From a complexity perspective: It is much easier to ignore submodules.
Consider the following scenario:
Project Foo is licensed under Apache-2.0. Project Bar is a submodule of Project Foo, licensed under MIT. Both projects use a `.reuse/dep5` file to license some files.
If a tool wants to verify the compliance of Project Foo *including* the submodule, it has to:
- Detect that Bar is a submodule. - Separately (and recursively!) lint Bar. - Combine the results of that lint into the results of the lint of Foo.
Even more interesting scenario:
Project Foo has a .reuse/dep5 file that contains a glob that licenses everything in submodule Bar as being licensed under 0BSD. This used to be true, but Bar changed its licensing to MIT.

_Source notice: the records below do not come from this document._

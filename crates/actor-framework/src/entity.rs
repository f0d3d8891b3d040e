//! # ActorEntity Trait
//!
//! The `ActorEntity` trait is the contract every resource must satisfy to be
//! managed by the generic [`ResourceActor`](crate::ResourceActor). It names the
//! DTOs for creation, update and custom actions, the view reported after a
//! committed write, the injected runtime context and the entity's error type.
//!
//! # Write Hooks
//!
//! `on_create`, `on_update` and `handle_action` always run against a *staged*
//! copy of the entity. The actor only writes the copy back to its store when
//! the hook returns `Ok`, so a failing hook can mutate freely without leaving a
//! half-applied record behind.
//!
//! Once a write is in the store, [`ActorEntity::on_commit`] runs on the stored
//! value. Whatever it returns is handed back to the caller, which makes it the
//! natural place for post-persist side effects (projections, notifications).

use async_trait::async_trait;
use std::fmt::{Debug, Display};

/// Trait that any resource entity must implement to be managed by ResourceActor.
///
/// # Async & Context
/// The hooks are `#[async_trait]` so they can call other actors or external
/// collaborators. `Context` is passed to `run()` rather than `new()`, which
/// lets dependencies be wired after the actor has been constructed.
#[async_trait]
pub trait ActorEntity: Clone + Debug + Send + Sync + 'static {
    /// Identifier assigned by the actor. Built from a monotonically increasing
    /// counter, so identifiers of deleted entities are never handed out again.
    type Id: Ord + Clone + Send + Sync + Display + Debug + From<u64>;

    /// The data required to create a new instance.
    type Create: Send + Sync + Debug;

    /// The data required to update an existing instance.
    type Update: Send + Sync + Debug;

    /// Enum representing resource-specific mutations (e.g. `ReduceStock`).
    type Action: Send + Sync + Debug;

    /// What a committed write reports back to the caller.
    type View: Send + Sync + Debug;

    /// The runtime context (dependencies) injected into the actor.
    /// Use `()` if no dependencies are needed.
    type Context: Send + Sync;

    /// The error type for this entity.
    ///
    /// One error enum per actor rather than one per message: every hook
    /// returns the same type, so clients have a single thing to match on.
    type Error: std::error::Error + Send + Sync + 'static;

    /// Construct the full entity from the assigned id and the payload.
    /// Called synchronously before `on_create`.
    fn from_create_params(id: Self::Id, params: Self::Create) -> Result<Self, Self::Error>;

    /// Runs on the freshly built entity before it is first stored.
    async fn on_create(&mut self, _ctx: &Self::Context) -> Result<(), Self::Error> {
        Ok(())
    }

    /// Applies an update to the staged copy.
    async fn on_update(
        &mut self,
        update: Self::Update,
        ctx: &Self::Context,
    ) -> Result<(), Self::Error>;

    /// Applies a custom action to the staged copy.
    async fn handle_action(
        &mut self,
        action: Self::Action,
        ctx: &Self::Context,
    ) -> Result<(), Self::Error>;

    /// Called on the stored value after a create, update or action has been
    /// written. Cannot fail: the write is already durable at this point.
    async fn on_commit(&self, ctx: &Self::Context) -> Self::View;

    /// Called with the removed value after a delete.
    async fn on_removed(&self, _ctx: &Self::Context) {}
}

- Should the .reuse/dep5 implication be valid, even though everything in Bar is licensed under MIT these days? - If yes, should there be a LICENSES/0BSD.txt file in Bar? - Should there be a LICENSES/0BSD.txt file in Foo?
---
It's not impossible to handle submodules, but it does entail complexity that is unnecessary: You can simply independently lint the projects. For that reason, I'd rather that submodules are ignored for REUSE compliance.
The Specification could mention this to clarify.
Yours with kindness, Carmen